**Work required**
Looking at the records below, count how many lines contain the string "stream". Give that number alone.

(Stored data entries)
------------------------------------------------

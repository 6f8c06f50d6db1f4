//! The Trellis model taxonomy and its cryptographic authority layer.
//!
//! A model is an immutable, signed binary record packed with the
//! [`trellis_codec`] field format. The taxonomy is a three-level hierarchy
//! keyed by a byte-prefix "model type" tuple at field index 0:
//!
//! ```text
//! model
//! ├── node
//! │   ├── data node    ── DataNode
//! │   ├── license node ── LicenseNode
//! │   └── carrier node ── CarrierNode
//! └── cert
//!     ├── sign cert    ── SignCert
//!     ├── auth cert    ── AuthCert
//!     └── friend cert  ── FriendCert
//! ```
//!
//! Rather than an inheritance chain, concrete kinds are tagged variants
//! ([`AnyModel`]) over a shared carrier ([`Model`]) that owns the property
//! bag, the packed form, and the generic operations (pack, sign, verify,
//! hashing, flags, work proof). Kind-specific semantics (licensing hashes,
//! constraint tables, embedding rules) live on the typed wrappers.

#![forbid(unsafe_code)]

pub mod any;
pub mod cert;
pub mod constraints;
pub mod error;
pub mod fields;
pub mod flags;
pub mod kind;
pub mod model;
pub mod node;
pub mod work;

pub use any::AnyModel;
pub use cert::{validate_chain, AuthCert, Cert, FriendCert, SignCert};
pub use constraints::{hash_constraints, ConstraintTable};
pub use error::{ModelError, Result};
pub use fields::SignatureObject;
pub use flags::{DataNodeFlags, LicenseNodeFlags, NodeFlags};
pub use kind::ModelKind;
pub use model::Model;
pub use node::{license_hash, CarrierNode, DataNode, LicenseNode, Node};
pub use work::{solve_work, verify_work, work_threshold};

------------------------------------------------

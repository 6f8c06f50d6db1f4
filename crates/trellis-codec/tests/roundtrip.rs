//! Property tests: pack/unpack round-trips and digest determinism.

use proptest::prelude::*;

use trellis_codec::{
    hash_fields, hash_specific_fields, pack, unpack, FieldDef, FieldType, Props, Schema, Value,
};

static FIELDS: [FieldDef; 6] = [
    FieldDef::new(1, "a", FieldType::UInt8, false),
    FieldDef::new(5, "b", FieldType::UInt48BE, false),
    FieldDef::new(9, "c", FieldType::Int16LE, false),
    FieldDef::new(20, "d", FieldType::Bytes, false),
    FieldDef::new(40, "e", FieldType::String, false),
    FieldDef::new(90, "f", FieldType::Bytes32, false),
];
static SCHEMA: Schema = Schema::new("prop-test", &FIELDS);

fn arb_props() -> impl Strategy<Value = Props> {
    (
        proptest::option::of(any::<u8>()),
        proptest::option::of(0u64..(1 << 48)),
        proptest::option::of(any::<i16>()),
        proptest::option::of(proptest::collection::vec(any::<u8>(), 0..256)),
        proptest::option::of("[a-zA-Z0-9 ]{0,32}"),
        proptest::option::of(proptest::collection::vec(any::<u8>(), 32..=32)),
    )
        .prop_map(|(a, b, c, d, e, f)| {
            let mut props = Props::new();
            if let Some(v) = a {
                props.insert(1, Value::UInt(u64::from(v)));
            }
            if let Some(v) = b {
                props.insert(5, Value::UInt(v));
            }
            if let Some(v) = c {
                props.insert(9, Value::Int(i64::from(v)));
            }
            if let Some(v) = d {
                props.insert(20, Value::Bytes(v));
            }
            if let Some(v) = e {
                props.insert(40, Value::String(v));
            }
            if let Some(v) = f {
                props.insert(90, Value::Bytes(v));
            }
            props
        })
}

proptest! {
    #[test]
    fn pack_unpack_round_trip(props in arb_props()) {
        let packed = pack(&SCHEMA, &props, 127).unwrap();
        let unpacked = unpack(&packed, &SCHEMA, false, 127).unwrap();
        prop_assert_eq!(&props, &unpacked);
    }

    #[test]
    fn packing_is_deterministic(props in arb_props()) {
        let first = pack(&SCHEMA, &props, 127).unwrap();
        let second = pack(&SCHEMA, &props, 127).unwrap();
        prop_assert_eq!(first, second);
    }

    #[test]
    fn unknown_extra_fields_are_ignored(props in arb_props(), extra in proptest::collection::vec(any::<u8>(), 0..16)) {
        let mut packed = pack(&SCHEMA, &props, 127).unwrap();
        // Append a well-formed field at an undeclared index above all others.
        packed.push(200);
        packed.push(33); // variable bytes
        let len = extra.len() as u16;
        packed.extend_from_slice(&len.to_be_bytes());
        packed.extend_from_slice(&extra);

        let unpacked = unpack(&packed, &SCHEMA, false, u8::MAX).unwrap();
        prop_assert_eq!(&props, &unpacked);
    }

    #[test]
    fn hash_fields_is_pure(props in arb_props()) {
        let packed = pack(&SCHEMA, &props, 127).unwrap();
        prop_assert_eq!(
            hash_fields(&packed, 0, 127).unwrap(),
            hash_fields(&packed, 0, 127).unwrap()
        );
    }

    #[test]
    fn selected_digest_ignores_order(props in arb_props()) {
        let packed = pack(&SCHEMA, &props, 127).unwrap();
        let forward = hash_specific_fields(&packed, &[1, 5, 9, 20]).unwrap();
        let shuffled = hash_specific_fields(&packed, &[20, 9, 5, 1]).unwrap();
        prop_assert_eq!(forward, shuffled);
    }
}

------------------------------------------------

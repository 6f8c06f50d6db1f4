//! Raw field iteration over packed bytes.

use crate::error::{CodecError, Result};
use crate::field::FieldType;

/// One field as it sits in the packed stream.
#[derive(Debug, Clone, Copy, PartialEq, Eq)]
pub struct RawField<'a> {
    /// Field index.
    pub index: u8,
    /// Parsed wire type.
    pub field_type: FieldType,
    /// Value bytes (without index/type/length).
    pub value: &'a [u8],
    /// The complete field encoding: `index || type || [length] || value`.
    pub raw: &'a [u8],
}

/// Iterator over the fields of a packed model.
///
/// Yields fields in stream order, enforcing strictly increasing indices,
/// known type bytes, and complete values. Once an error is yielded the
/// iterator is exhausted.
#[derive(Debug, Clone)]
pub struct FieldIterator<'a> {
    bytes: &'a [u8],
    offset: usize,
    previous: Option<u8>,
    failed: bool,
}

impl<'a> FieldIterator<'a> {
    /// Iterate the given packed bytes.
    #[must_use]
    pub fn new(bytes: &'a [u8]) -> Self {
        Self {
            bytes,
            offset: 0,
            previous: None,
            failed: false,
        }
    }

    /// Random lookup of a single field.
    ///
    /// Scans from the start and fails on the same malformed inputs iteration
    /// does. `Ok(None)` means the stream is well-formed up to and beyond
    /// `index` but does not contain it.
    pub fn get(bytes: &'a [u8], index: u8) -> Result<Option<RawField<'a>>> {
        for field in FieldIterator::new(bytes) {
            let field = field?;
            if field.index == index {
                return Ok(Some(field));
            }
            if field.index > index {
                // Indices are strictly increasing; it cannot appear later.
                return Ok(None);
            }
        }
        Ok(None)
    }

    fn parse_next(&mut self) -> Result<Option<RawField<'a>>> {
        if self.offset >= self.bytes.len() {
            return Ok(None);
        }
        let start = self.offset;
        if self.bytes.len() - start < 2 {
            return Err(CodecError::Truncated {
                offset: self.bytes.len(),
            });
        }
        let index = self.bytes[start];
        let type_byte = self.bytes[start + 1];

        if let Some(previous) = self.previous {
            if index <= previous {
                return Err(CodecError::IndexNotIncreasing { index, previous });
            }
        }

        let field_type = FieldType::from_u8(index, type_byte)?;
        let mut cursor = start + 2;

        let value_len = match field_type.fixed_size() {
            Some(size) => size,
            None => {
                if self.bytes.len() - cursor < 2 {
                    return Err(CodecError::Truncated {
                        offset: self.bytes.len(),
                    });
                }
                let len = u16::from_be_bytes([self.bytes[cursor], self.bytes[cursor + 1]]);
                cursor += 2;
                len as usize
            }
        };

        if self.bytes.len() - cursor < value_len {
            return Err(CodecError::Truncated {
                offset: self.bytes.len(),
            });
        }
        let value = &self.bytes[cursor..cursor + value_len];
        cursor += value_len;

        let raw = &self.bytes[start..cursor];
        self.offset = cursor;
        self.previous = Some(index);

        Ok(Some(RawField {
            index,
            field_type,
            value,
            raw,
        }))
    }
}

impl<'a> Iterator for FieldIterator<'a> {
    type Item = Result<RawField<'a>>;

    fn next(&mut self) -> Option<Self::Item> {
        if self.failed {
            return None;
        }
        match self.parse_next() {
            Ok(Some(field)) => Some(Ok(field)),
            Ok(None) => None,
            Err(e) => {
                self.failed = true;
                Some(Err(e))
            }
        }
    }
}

------------------------------------------------

**Solution for this task**
3